We found that increasing the minimum wage had no statistically significant impact on the total number of labor hours employed at a given store. In other words, stores hired workers to work for the same overall number of hours regardless of whether minimum wage increased.
However, our data suggests that the way in which those hours were allocated among workers did change. For every $1 increase in the minimum wage, we found that the total number of workers scheduled to work each week increased by 27.7%, while the average number of hours each worker worked per week decrease by 20.8%. For an average store in California, these changes translated into four extra workers per week and five fewer hours per worker per week — which meant that the total wage compensation of an average minimum wage worker in a California store actually fell by 13.6%.
This decrease in the average number of hours worked not only reduced total wages, but also impacted eligibility for benefits. We found that for every $1 increase in minimum wage, the percentage of workers working more than 20 hours per week (making them eligible for retirement benefits) decreased by 23.0%, while the percentage of workers with more than 30 hours per week (making them eligible for health care benefits) decreased by 14.9%. This suggests that as minimum wage increases, firms may strategically adjust their scheduling practices to reduce the number of workers eligible for benefits: Our estimates suggest that the average store in our California data set recouped approximately 27.5% of the increase in its wage costs through savings associated with reducing benefits.

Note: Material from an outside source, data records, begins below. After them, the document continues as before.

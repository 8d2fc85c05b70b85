use chrono::{DateTime, Utc};
use serde::{Deserialize, Serialize};
use serde_json::{Map, Value};

/// Claim set carried by every access token the gate issues and validates.
#[derive(Debug, Clone, Serialize, Deserialize)]
pub struct AccessClaims {
    /// Subject, pinned to the deployment's configured value
    pub sub: String,
    /// Numeric account id
    pub uid: i64,
    /// Opaque account identifier, carried when the caller supplied one
    #[serde(skip_serializing_if = "Option::is_none")]
    pub uuid: Option<String>,
    /// Tenant the account belongs to
    #[serde(skip_serializing_if = "Option::is_none")]
    pub tenant_id: Option<i64>,
    /// Free-form extension payload chosen at issuance
    #[serde(default, skip_serializing_if = "Map::is_empty")]
    pub ext: Map<String, Value>,
    /// Token id, unique per issued token; revocation is keyed on it
    pub jti: String,
    /// Issued at (UTC timestamp, seconds)
    pub iat: i64,
    /// Expiration time (UTC timestamp, seconds)
    pub exp: i64,
    /// Audience list (informational, not asserted during validation)
    #[serde(skip_serializing_if = "Option::is_none")]
    pub aud: Option<Vec<String>>,
    /// Client IP captured at issuance
    #[serde(skip_serializing_if = "Option::is_none")]
    pub reg_ip: Option<String>,
    /// SHA-256 of the user agent captured at issuance
    #[serde(skip_serializing_if = "Option::is_none")]
    pub reg_ua: Option<String>,
    /// Device id captured at issuance
    #[serde(skip_serializing_if = "Option::is_none")]
    pub reg_device: Option<String>,
}

impl AccessClaims {
    pub fn issued_at(&self) -> DateTime<Utc> {
        DateTime::from_timestamp(self.iat, 0).unwrap_or(DateTime::UNIX_EPOCH)
    }

    pub fn expires_at(&self) -> DateTime<Utc> {
        DateTime::from_timestamp(self.exp, 0).unwrap_or(DateTime::UNIX_EPOCH)
    }

    /// Client characteristics recorded when the token was issued.
    pub fn fingerprint(&self) -> Fingerprint {
        Fingerprint {
            ip: self.reg_ip.clone(),
            user_agent_hash: self.reg_ua.clone(),
            device_id: self.reg_device.clone(),
        }
    }
}

/// Snapshot of where a token request came from. Captured at issuance,
/// embedded into the claims and optionally re-checked on every request.
#[derive(Debug, Clone, Default, PartialEq, Eq, Serialize, Deserialize)]
pub struct Fingerprint {
    pub ip: Option<String>,
    /// SHA-256 hex digest of the raw user agent string
    pub user_agent_hash: Option<String>,
    pub device_id: Option<String>,
}

impl Fingerprint {
    pub fn is_empty(&self) -> bool {
        self.ip.is_none() && self.user_agent_hash.is_none() && self.device_id.is_none()
    }
}

#[cfg(test)]
mod tests {
    use super::*;
    use pretty_assertions::assert_eq;

    fn sample_claims() -> AccessClaims {
        AccessClaims {
            sub: "api".to_string(),
            uid: 42,
            uuid: Some("acct-42".to_string()),
            tenant_id: Some(7),
            ext: Map::new(),
            jti: "11111111-2222-3333-4444-555555555555".to_string(),
            iat: 1_700_000_000,
            exp: 1_700_000_600,
            aud: Some(vec!["billing".to_string()]),
            reg_ip: Some("10.0.0.9".to_string()),
            reg_ua: None,
            reg_device: None,
        }
    }

    #[test]
    fn test_claims_survive_a_serde_round_trip() {
        let claims = sample_claims();
        let encoded = serde_json::to_string(&claims).unwrap();
        let decoded: AccessClaims = serde_json::from_str(&encoded).unwrap();

        assert_eq!(decoded.sub, claims.sub);
        assert_eq!(decoded.uid, claims.uid);
        assert_eq!(decoded.jti, claims.jti);
        assert_eq!(decoded.aud, claims.aud);
        assert_eq!(decoded.reg_ip, claims.reg_ip);
    }

    #[test]
    fn test_optional_claims_are_omitted_when_absent() {
        let claims = AccessClaims {
            uuid: None,
            tenant_id: None,
            aud: None,
            reg_ip: None,
            ..sample_claims()
        };
        let encoded = serde_json::to_string(&claims).unwrap();

        assert!(!encoded.contains("uuid"));
        assert!(!encoded.contains("tenant_id"));
        assert!(!encoded.contains("aud"));
        assert!(!encoded.contains("reg_ip"));
        assert!(!encoded.contains("ext"));
    }

    #[test]
    fn test_minimal_payload_deserializes_with_defaults() {
        let decoded: AccessClaims = serde_json::from_str(
            r#"{"sub":"api","uid":1,"jti":"j1","iat":10,"exp":20}"#,
        )
        .unwrap();

        assert_eq!(decoded.uuid, None);
        assert_eq!(decoded.tenant_id, None);
        assert!(decoded.ext.is_empty());
        assert!(decoded.fingerprint().is_empty());
    }

    #[test]
    fn test_timestamps_convert_to_utc_datetimes() {
        let claims = sample_claims();
        assert_eq!(claims.issued_at().timestamp(), 1_700_000_000);
        assert_eq!(claims.expires_at().timestamp(), 1_700_000_600);
    }
}
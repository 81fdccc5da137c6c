//! Schnorr-style proofs of knowledge of discrete-log representations in G1.
//!
//! A [`Statement`] is a list of [`Relation`]s of the form `P = B_1^{w_i} * ... * B_k^{w_j}` over a
//! shared vector of secret witnesses `w`. Several relations may use the same witness, which proves
//! the witness is equal across them. A single witness may also be linked to a witness in a
//! different proof (a credential proof, a range proof, ...) by passing the commitment scalar of one
//! as a conjunction commitment scalar to the other: under the same challenge, both proofs then
//! produce the same response scalar.
//!
//! The proof for one statement runs in three phases:
//!
//! 1. *Commitment*: [`StatementProofBuilder::generate_proof_commitments()`] picks a commitment
//!    scalar `s~_i` per witness (or takes the one provided for a conjunction) and computes
//!    `T = prod B^{s~}` for each relation.
//! 2. *Challenge*: the caller hashes the statement, the commitments, and any context with a
//!    [`ChallengeBuilder`].
//! 3. *Response*: [`StatementProofBuilder::generate_proof_response()`] returns
//!    `s^_i = s~_i - c * w_i`.
//!
//! The verifier recomputes the challenge from the transmitted commitments, and checks every
//! relation: `T == prod B^{s^} * P^c`.

use crate::{
    common::*,
    proofs::{Challenge, ChallengeBuilder, ChallengeInput},
    Error, SerializeElement,
};
use ff::Field;
use serde::{Deserialize, Serialize};

/// One relation `public = prod base_k ^ witness[index_k]`.
#[derive(Debug, Clone, PartialEq, Eq)]
pub struct Relation {
    public: G1Projective,
    terms: Vec<(G1Projective, usize)>,
}

impl Relation {
    /// Start a relation for the given public value.
    pub fn new(public: impl Into<G1Projective>) -> Self {
        Relation {
            public: public.into(),
            terms: Vec::new(),
        }
    }

    /// Add the factor `base ^ witness[index]`.
    pub fn with_term(mut self, base: impl Into<G1Projective>, index: usize) -> Self {
        self.terms.push((base.into(), index));
        self
    }

    /// The public value.
    pub fn public(&self) -> G1Projective {
        self.public
    }

    fn evaluate(&self, scalars: &[Scalar]) -> G1Projective {
        self.terms
            .iter()
            .map(|(base, index)| base * scalars[*index])
            .sum()
    }
}

impl ChallengeInput for Relation {
    fn consume(&self, builder: &mut ChallengeBuilder) {
        builder.consume(&self.public);
        builder.consume_bytes((self.terms.len() as u64).to_le_bytes());
        for (base, index) in &self.terms {
            builder.consume(base);
            builder.consume_bytes((*index as u64).to_le_bytes());
        }
    }
}

/// A conjunction of relations over one witness vector.
#[derive(Debug, Clone, PartialEq, Eq)]
pub struct Statement {
    witness_count: usize,
    relations: Vec<Relation>,
}

impl Statement {
    /// Start an empty statement over `witness_count` witnesses.
    pub fn new(witness_count: usize) -> Self {
        Statement {
            witness_count,
            relations: Vec::new(),
        }
    }

    /// Add a relation.
    pub fn with_relation(mut self, relation: Relation) -> Self {
        self.relations.push(relation);
        self
    }

    /// Number of witnesses.
    pub fn witness_count(&self) -> usize {
        self.witness_count
    }

    /// The relations, in order.
    pub fn relations(&self) -> &[Relation] {
        &self.relations
    }

    fn check_indices(&self) -> Result<(), Error> {
        for (_, index) in self.relations.iter().flat_map(|r| r.terms.iter()) {
            if *index >= self.witness_count {
                return Err(Error::WitnessIndexOutOfBounds {
                    index: *index,
                    count: self.witness_count,
                });
            }
        }
        Ok(())
    }

    /// Whether the witnesses satisfy every relation.
    pub fn is_satisfied_by(&self, witnesses: &[Scalar]) -> bool {
        witnesses.len() == self.witness_count
            && self.check_indices().is_ok()
            && self
                .relations
                .iter()
                .all(|relation| relation.evaluate(witnesses) == relation.public)
    }
}

impl ChallengeInput for Statement {
    fn consume(&self, builder: &mut ChallengeBuilder) {
        builder.consume_bytes((self.witness_count as u64).to_le_bytes());
        builder.consume(&self.relations);
    }
}

/// The commitment phase of a [`StatementProof`].
#[derive(Debug, Clone)]
pub struct StatementProofBuilder {
    witnesses: Vec<Scalar>,
    commitment_scalars: Vec<Scalar>,
    commitments: Vec<G1Affine>,
}

/// A proof of knowledge of witnesses satisfying a [`Statement`].
#[derive(Debug, Clone, PartialEq, Eq, Serialize, Deserialize)]
pub struct StatementProof {
    #[serde(with = "SerializeElement")]
    commitments: Vec<G1Affine>,
    #[serde(with = "SerializeElement")]
    responses: Vec<Scalar>,
}

impl StatementProofBuilder {
    /// Run the commitment phase of a Schnorr-style proof for `statement`.
    ///
    /// `conjunction_commitment_scalars` has one entry per witness; a `Some` entry fixes the
    /// commitment scalar for that witness so it can be linked to another proof.
    pub fn generate_proof_commitments(
        rng: &mut impl Rng,
        statement: &Statement,
        witnesses: Vec<Scalar>,
        conjunction_commitment_scalars: &[Option<Scalar>],
    ) -> Result<Self, Error> {
        statement.check_indices()?;
        if witnesses.len() != statement.witness_count {
            return Err(Error::LengthMismatch {
                expected: statement.witness_count,
                got: witnesses.len(),
            });
        }
        if conjunction_commitment_scalars.len() != statement.witness_count {
            return Err(Error::LengthMismatch {
                expected: statement.witness_count,
                got: conjunction_commitment_scalars.len(),
            });
        }

        let commitment_scalars: Vec<Scalar> = conjunction_commitment_scalars
            .iter()
            .map(|maybe| maybe.unwrap_or_else(|| Scalar::random(&mut *rng)))
            .collect();
        let commitments = statement
            .relations
            .iter()
            .map(|relation| relation.evaluate(&commitment_scalars).into())
            .collect();

        Ok(Self {
            witnesses,
            commitment_scalars,
            commitments,
        })
    }

    /// The commitment scalars, one per witness.
    pub fn conjunction_commitment_scalars(&self) -> &[Scalar] {
        &self.commitment_scalars
    }

    /// Run the response phase of the proof.
    pub fn generate_proof_response(self, challenge: Challenge) -> StatementProof {
        let c = challenge.to_scalar();
        let responses = self
            .commitment_scalars
            .iter()
            .zip(&self.witnesses)
            .map(|(commitment_scalar, witness)| commitment_scalar - c * witness)
            .collect();
        StatementProof {
            commitments: self.commitments,
            responses,
        }
    }
}

impl ChallengeInput for StatementProofBuilder {
    fn consume(&self, builder: &mut ChallengeBuilder) {
        builder.consume(&self.commitments);
    }
}

impl StatementProof {
    /// Check the response equation of every relation of `statement` under `challenge`.
    ///
    /// The caller is responsible for checking that `challenge` was derived from the statement,
    /// these commitments and the surrounding context.
    pub fn verify_responses(&self, statement: &Statement, challenge: Challenge) -> bool {
        if self.responses.len() != statement.witness_count
            || self.commitments.len() != statement.relations.len()
            || statement.check_indices().is_err()
        {
            return false;
        }

        let c = challenge.to_scalar();
        statement
            .relations
            .iter()
            .zip(&self.commitments)
            .all(|(relation, commitment)| {
                let recomputed = relation.evaluate(&self.responses) + relation.public * c;
                G1Projective::from(commitment) == recomputed
            })
    }

    /// The response scalars, one per witness, used to link witnesses across proofs.
    pub fn conjunction_response_scalars(&self) -> &[Scalar] {
        &self.responses
    }
}

impl ChallengeInput for StatementProof {
    fn consume(&self, builder: &mut ChallengeBuilder) {
        builder.consume(&self.commitments);
    }
}

/// A self-contained non-interactive proof of knowledge: a [`StatementProof`] together with its
/// challenge, bound to a context string.
#[derive(Debug, Clone, PartialEq, Eq, Serialize, Deserialize)]
pub struct KnowledgeProof {
    challenge: Challenge,
    proof: StatementProof,
}

impl KnowledgeProof {
    /// Prove knowledge of `witnesses` for `statement`.
    pub fn prove(
        rng: &mut impl Rng,
        statement: &Statement,
        witnesses: Vec<Scalar>,
        context: &[u8],
    ) -> Result<Self, Error> {
        let no_conjunctions = vec![None; statement.witness_count()];
        let builder = StatementProofBuilder::generate_proof_commitments(
            rng,
            statement,
            witnesses,
            &no_conjunctions,
        )?;
        let challenge = ChallengeBuilder::new()
            .with_bytes(context)
            .with(statement)
            .with(&builder)
            .finish();
        Ok(Self {
            challenge,
            proof: builder.generate_proof_response(challenge),
        })
    }

    /// Verify the proof against `statement` and `context`.
    pub fn verify(&self, statement: &Statement, context: &[u8]) -> bool {
        let recomputed = ChallengeBuilder::new()
            .with_bytes(context)
            .with(statement)
            .with(&self.proof)
            .finish();
        recomputed == self.challenge && self.proof.verify_responses(statement, self.challenge)
    }
}
//! This crate includes the cryptographic building blocks of an anonymous ticketing system,
//! instantiated over the pairing-friendly curve BLS12-381:
//! - Arithmetic modulo the group order: extended Euclid inversion, rejection sampling and
//!   primality testing.
//! - Public group parameters and a memoizing random oracle.
//! - Weak Boneh-Boyen signatures and BBS+-style credentials issued by a central authority.
//! - Schnorr-style zero-knowledge proofs for discrete-log representations, credentials,
//!   signatures, set membership and ranges, composable through shared commitment scalars.

#![warn(missing_docs)]
#![warn(missing_copy_implementations, missing_debug_implementations)]
#![warn(unused_qualifications, unused_results)]
#![warn(future_incompatible)]
#![warn(unused)]
#![forbid(rustdoc::broken_intra_doc_links)]

pub mod arith;
pub mod credential;
pub mod keys;
pub mod oracle;
pub mod params;
pub mod proofs;
pub mod signature;

mod serde;

pub use crate::serde::SerializeElement;
pub use common::Rng;

use thiserror::*;

/// Error types that may arise from cryptographic operations.
#[derive(Debug, Error, Clone, PartialEq, Eq)]
pub enum Error {
    /// An element with no multiplicative inverse modulo the group order was inverted. This only
    /// happens when some parameter was generated incorrectly.
    #[error("element is not invertible modulo the group order")]
    NotInvertible,
    /// Group parameters failed validation.
    #[error("invalid group parameters: {0}")]
    InvalidParameters(String),
    /// A list of witnesses, scalars or attributes did not have the length the parameters require.
    #[error("expected {expected} elements, got {got}")]
    LengthMismatch {
        /// The length the parameters expect.
        expected: usize,
        /// The length actually provided.
        got: usize,
    },
    /// A relation referred to a witness index that does not exist.
    #[error("relation refers to witness {index}, but only {count} witnesses exist")]
    WitnessIndexOutOfBounds {
        /// The offending index.
        index: usize,
        /// The number of witnesses in the statement.
        count: usize,
    },
    /// A range proof was requested for a value outside its range.
    #[error("value {value} lies outside the range [{lower}, {upper})")]
    ValueOutsideRange {
        /// The value the prover tried to use.
        value: u64,
        /// Inclusive lower bound.
        lower: u64,
        /// Exclusive upper bound.
        upper: u64,
    },
    /// A range with no values in it, or a digit base that cannot decompose it.
    #[error("cannot build range constraints for [{lower}, {upper}) in base {base}")]
    InvalidRange {
        /// Inclusive lower bound.
        lower: u64,
        /// Exclusive upper bound.
        upper: u64,
        /// Digit base.
        base: u64,
    },
    /// A set-membership proof was requested for an element that is not in the public set.
    #[error("element is not a member of the public set")]
    ElementNotInSet,
    /// Bytes did not decode to a valid element.
    #[error("invalid encoding: {0}")]
    InvalidEncoding(String),
}

mod common {
    //! Common types used internally.

    pub use bls12_381::{pairing, G1Affine, G1Projective, G2Affine, G2Projective, Scalar};
    pub use group::{Group, GroupEncoding};

    /// A trait synonym for a cryptographically secure random number generator. This trait is
    /// blanket-implemented for all valid types and will never need to be implemented by-hand.
    pub trait Rng: rand::CryptoRng + rand::RngCore {}
    impl<T: rand::CryptoRng + rand::RngCore> Rng for T {}

    /// Select a non-identity element from the group uniformly at random.
    pub fn random_non_identity<G>(rng: &mut impl Rng) -> G
    where
        G: Group<Scalar = Scalar>,
    {
        loop {
            let g = G::random(&mut *rng);
            if !bool::from(g.is_identity()) {
                return g;
            }
        }
    }

    /// Whether a point is the identity of its group.
    pub fn is_identity<G: Group>(g: &G) -> bool {
        bool::from(g.is_identity())
    }
}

In addition to the direct reduction in wage compensation and associated reduction in eligibility for benefits, we also found that increasing minimum wage led to less consistent work schedules, both in terms of the number of hours employees worked from one week to the next, and in terms of the timing of those shifts. A $1 increase in the minimum wage corresponded to a 33.0% increase in fluctuations in the number of hours worked per week, a 9.5% increase in fluctuations in the number of hours worked per day, and 9.8% increase in fluctuations of shift start times. Furthermore, this negative impact on scheduling consistency was generally more severe for workers who had held their jobs for less time, suggesting that newer employees were particularly impacted by these shifts. Research has shown that a lack of schedule consistency can make it significantly harder for hourly workers to coordinate job activities with their personal lives, balance multiple jobs, and ensure long-term financial stability.
Between these three factors, our data suggests that the combination of reduced hours, eligibility for benefits, and schedule consistency that resulted from a $1 increase in the minimum wage added up to average net losses of at least $1,590 per year per employee — equivalent to 11.6% of workers’ total wage compensation (and this is assuming that workers were able to use their reduced hours to work a second job — an assumption which may not hold true for many employees).